This introduction serves as an invitation to join in an on-going journey of discovery. You will not need to buy tickets nor make travel plans. All that's required is your Bible and a quiet place to read and meditate. Together we'll explore the Book of Psalms, Israel’s hymnal and longest collection of poetry.  

Psalm 39:7-13

Smile Again

(7) And now, Lord, for what do I wait? My hope is in you. (8) Deliver me from all my transgressions. Do not make me the scorn of the foolish. (9) I was mute. I do not open my mouth, for it is you that have done it. (10) Take away your stroke from me. I am consumed by the hostility of your hand. (11) When you discipline a man with reproofs for sin, you consume like a moth what is precious to him. Surely all humanity (is merely) a breath. (Selah) (12) Hear my prayer, Yahweh, and listen to my cry for help. Do not be silent at my tears, for I am an alien with you, a sojourner like all my fathers. (13) Turn your gaze away from me that I may smile again before I depart and am no more.

This second half of the psalm reflects the first half in two intriguing ways.
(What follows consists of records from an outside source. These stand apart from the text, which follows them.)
impl<F: Flash, C: Clock> Inner<F, C> {
    fn page_addr(&self, idx: usize) -> u32 { self.flash.start() + idx as u32 * PAGE as u32 }

    /// The two-pass-plus-GC allocator described in the design notes: scan
    /// `[start, len)` then `[0, start)`; if both come up empty, run a bounded GC pass
    /// and retry, up to twice, before giving up.
    fn get_free_page(&mut self) -> Result<usize> {
        for attempt in 0..3 {
            if let Some(idx) = self.fat.find_free_page(&mut self.rng) {
                return Ok(idx);
            }
            if attempt == 2 {
                break;
            }
            let budget = 2 * self.auto_gc_threshold.max(1);
            let reclaimed = gc::gc(&mut self.fat, &mut self.flash, &mut self.rng, budget)?;
            if reclaimed == 0 {
                break;
            }
        }
        Err(FsError::NoFreeSpace)
    }

    /// Starts an async GC pass once free pages drop to (or below) the configured
    /// threshold, unless a pass is already running. Never blocks: this only seeds
    /// `async_gc`'s cursor, the actual sector erases happen one per `gc_tick`.
    fn maybe_auto_gc(&mut self) {
        let free = self.fat.page_map.iter().filter(|&&s| s == Status::Free).count();
        if free <= self.auto_gc_threshold && !self.async_gc.is_running() {
            self.async_gc.start(self.fat.page_map.len(), &mut self.rng);
        }
    }

    /// Allocates and writes the head page for `id`'s file. Deferred until the first
    /// byte is actually written so a file that's opened for write and closed without
    /// ever writing anything is never persisted (no page is allocated for it at all).
    fn allocate_head_page(&mut self, id: u16) -> Result<()> {
        let info = self.fat.get(FileRef::Id(id))?;
        let name = info.fname.ok_or(FsError::FileNotFound)?;
        let idx = self.get_free_page()?;
        self.fat.add_page(id, idx as u32);
        let header = codec::encode_head(id, SIZE_PROVISIONAL, info.created, &name);
        self.flash.write(self.page_addr(idx), &header, crate::flash::VerifyMode::Post)?;
        self.fat.mark_page(idx, Status::Used);
        Ok(())
    }

    /// Writes `data` at the end of `id`'s current content, allocating continuation
    /// pages as each fills up. Returns the number of bytes written (always
    /// `data.len()` on success).
    pub(crate) fn write_append(&mut self, id: u16, data: &[u8]) -> Result<usize> {
        if self.fat.span_of(id) == 0 {
            self.allocate_head_page(id)?;
        }
        let mut remaining = data;
        while !remaining.is_empty() {
            let (last_idx, last_size) = self.fat.last_page(id).ok_or(FsError::FileNotFound)?;
            let span = self.fat.span_of(id);
            let name_len = if span == 1 {
                self.fat.get(FileRef::Id(id))?.fname.map(|n| n.len()).unwrap_or(0)
            } else {
                0
            };
            let hlen = codec::header_len(span - 1, name_len);
            let cap = codec::payload_capacity(PAGE, hlen);
            let used = last_size as usize;
            let room = cap - used;

            if room == 0 {
                self.finalize_page(id, last_idx, used)?;
                let idx = self.get_free_page()?;
                self.fat.add_page(id, idx as u32);
                let new_span = self.fat.span_of(id) - 1;
                let header = codec::encode_continuation(id, new_span, SIZE_PROVISIONAL);
                self.flash.write(self.page_addr(idx), &header, crate::flash::VerifyMode::Post)?;
                self.fat.mark_page(idx, Status::Used);
                continue;
            }

            let chunk_len = room.min(remaining.len());
            let chunk = &remaining[..chunk_len];
            let offset = hlen + used;
            self.flash.write(
                self.page_addr(last_idx as usize) + offset as u32,
                chunk,
                crate::flash::VerifyMode::Post,
            )?;
            self.fat.add_size_to_last_span(id, chunk_len as u16);
            remaining = &remaining[chunk_len..];
        }
        Ok(data.len())
    }

    /// Programs the finalize buffer over a page's `size` field: `SIZE_FULL` if the
    /// page was completely filled, otherwise the literal byte count.
    fn finalize_page(&mut self, id: u16, idx: u32, used: usize) -> Result<()> {
        let span = self.fat.span_of(id);
        let name_len = if span == 1 {
            self.fat.get(FileRef::Id(id))?.fname.map(|n| n.len()).unwrap_or(0)
        } else {
            0
        };
        let hlen = codec::header_len(span - 1, name_len);
        let cap = codec::payload_capacity(PAGE, hlen);
        let size_field = if used == cap { SIZE_FULL } else { used as u16 };
        let fin = codec::encode_finalize(size_field);
        self.flash.write(self.page_addr(idx as usize), &fin, crate::flash::VerifyMode::None)?;
        Ok(())
    }

    pub(crate) fn read_at(&mut self, id: u16, pos: u64, len: usize) -> Result<Vec<u8>> {
        let info = self.fat.get(FileRef::Id(id))?;
        let total = info.size_total;
        let start = pos.min(total);
        let want = (len as u64).min(total - start) as usize;
        let mut out = Vec::with_capacity(want);
        let mut consumed_before: u64 = 0;
        for (span_idx, (&page_idx, &size)) in info.pages.iter().zip(info.sizes.iter()).enumerate() {
            let page_start = consumed_before;
            let page_end = consumed_before + size as u64;
            consumed_before = page_end;
            if out.len() >= want {
                break;
            }
            if page_end <= start {
                continue;
            }
            let hlen = if span_idx == 0 {
                codec::header_len(0, info.fname.as_deref().unwrap_or_default().len())
            } else {
                codec::header_len(1, 0)
            };
            let in_page_start = start.saturating_sub(page_start) as usize;
            let in_page_len = ((page_end.min(start + want as u64)) - page_start.max(start)) as usize;
            let addr = self.page_addr(page_idx as usize) + (hlen + in_page_start) as u32;
            let bytes = self.flash.read(addr, in_page_len)?;
            out.extend_from_slice(&bytes);
        }
        Ok(out)
    }

    pub(crate) fn close(&mut self, id: u16, mode: Mode) -> Result<()> {
        if mode == Mode::Write {
            if let Some((idx, size)) = self.fat.last_page(id) {
                self.finalize_page(id, idx, size as usize)?;
            } else {
                // never wrote a byte: no page was ever allocated, so there is
                // nothing on the medium to finalize, and the file is not persisted.
                if let Some(name) = self.fat.get(FileRef::Id(id))?.fname {
                    self.fat.remove_file(&name)?;
                }
            }
        }
        self.open_files.remove(&id);
        self.maybe_auto_gc();
        Ok(())
    }
}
First, David again describes himself as speechless as he had previously with the phrase, “I was mute” (cf. vss. 2 & 9). However, his silence this time results from his awareness of sins he had committed (vs. 8), not from a desire to avoid sinning with his mouth in voicing his troubling thoughts to God (vss. 1 & 2).
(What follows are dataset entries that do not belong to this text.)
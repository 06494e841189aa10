//! Injected wall-clock capability.
//!
//! The source stamps file creation times from an ambient `time()` call. Per the
//! source's own design notes (redesign §9), this crate takes the clock as a
//! constructor-supplied capability instead, so tests can pin it to a fixed value.

/// A source of "seconds since some epoch" used only to stamp file creation time.
pub trait Clock {
    fn now_secs(&self) -> u32;
}

/// Reads the real wall clock via `SystemTime`. Seconds are truncated to `u32`, which
/// wraps some time in 2106 -- acceptable for a creation-time stamp, matching the header
/// field's own 4-byte width.
#[derive(Debug, Default, Clone, Copy)]
pub struct SystemClock;

impl Clock for SystemClock {
    fn now_secs(&self) -> u32 {
        use std::time::{SystemTime, UNIX_EPOCH};
        SystemTime::now().duration_since(UNIX_EPOCH).map(|d| d.as_secs() as u32).unwrap_or(0)
    }
}

/// A clock that always returns the same value, or one that can be advanced manually.
/// Used by tests that need deterministic `created` timestamps.
#[derive(Debug, Clone, Copy)]
pub struct FixedClock(pub std::cell::Cell<u32>);

impl FixedClock {
    pub fn new(secs: u32) -> Self { FixedClock(std::cell::Cell::new(secs)) }

    pub fn advance(&self, secs: u32) { self.0.set(self.0.get() + secs); }
}

impl Clock for FixedClock {
    fn now_secs(&self) -> u32 { self.0.get() }
}

#[cfg(test)]
mod tests {
    use super::*;

    #[test]
    fn fixed_clock_holds_value() {
        let c = FixedClock::new(100);
        assert_eq!(c.now_secs(), 100);
        c.advance(5);
        assert_eq!(c.now_secs(), 105);
    }

    #[test]
    fn system_clock_is_nonzero() {
        // a real epoch-relative second count should never read back as 0 on any
        // machine running these tests.
        assert!(SystemClock.now_secs() > 0);
    }
}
With the statement, “Surely all humanity (is merely) a breath” (vs. 11), we encounter an almost word-for-word repetition of the sentence David used earlier to describe the brevity of life: “Surely all humanity stands as a mere breath” (vs. 5). Here the emphasis has shifted from human temporality to God’s chastening us for our waywardness.

These changes help us realize that David’s theme in this second half of the psalm has shifted from reflecting on the brevity and insignificance of human life to considering how God disciplines us for our sinfulness. In essence, we bring upon ourselves the griefs and miseries we experience in our swiftly fading lives by our own rebellion. When will we finally learn to walk with Yahweh in trust and obedience rather than follow our own perverse ways?

I.  Waiting on Yahweh for his deliverance  (7 & 8)
II.  Understanding why Yahweh disciplines us  (9-11)
III.  Seeking Yahweh’s mercy in our temporality  (12 & 13)

When we learn to accept Yahweh’s chastisement, we will turn to him, confess our sins, and trust him for deliverance.

How often have we heard or used the phrase, “I just don’t have time”? Pressured schedules, the demands of those around us, and our seeming inability to order our lives all combine to make life one big scramble. Repeatedly we hear ourselves and others grumbling, “I'm out of time. My schedule is so full. I can never seem to get everything done.” Life seems so short, especially when we, by our own mismanagement and negligence, waste the precious hours that are at our disposal.

Those who study the Gospels observe that Jesus during the three years of his earthly ministry never seemed hurried, never appeared to be under pressure, never expressed a sense of being overwhelmed. Not once did he say, “I don’t have time.” In fact, he gives us a breathtaking invitation in Matthew’s Gospel: “Come to me, all you who are weary and burdened, and I will give you rest. Take my yoke upon you and learn from me, for I am gentle and humble in heart, and you will find rest for your souls. For my yoke is easy and my burden is light” (Mt. 11:28-30).

Note the words, “Learn from me.” From his example we can learn how to live so that every moment counts, how to be relaxed and not feel weary and rushed, how to avoid making things worse by our own sinful behavior. David prayed that he might “smile again” before his life had ended (vs. 13). If we learn to walk with the one who promised to give us rest and put into practice what he teaches us, we will indeed smile again and keep on smiling for the remainder of our lives.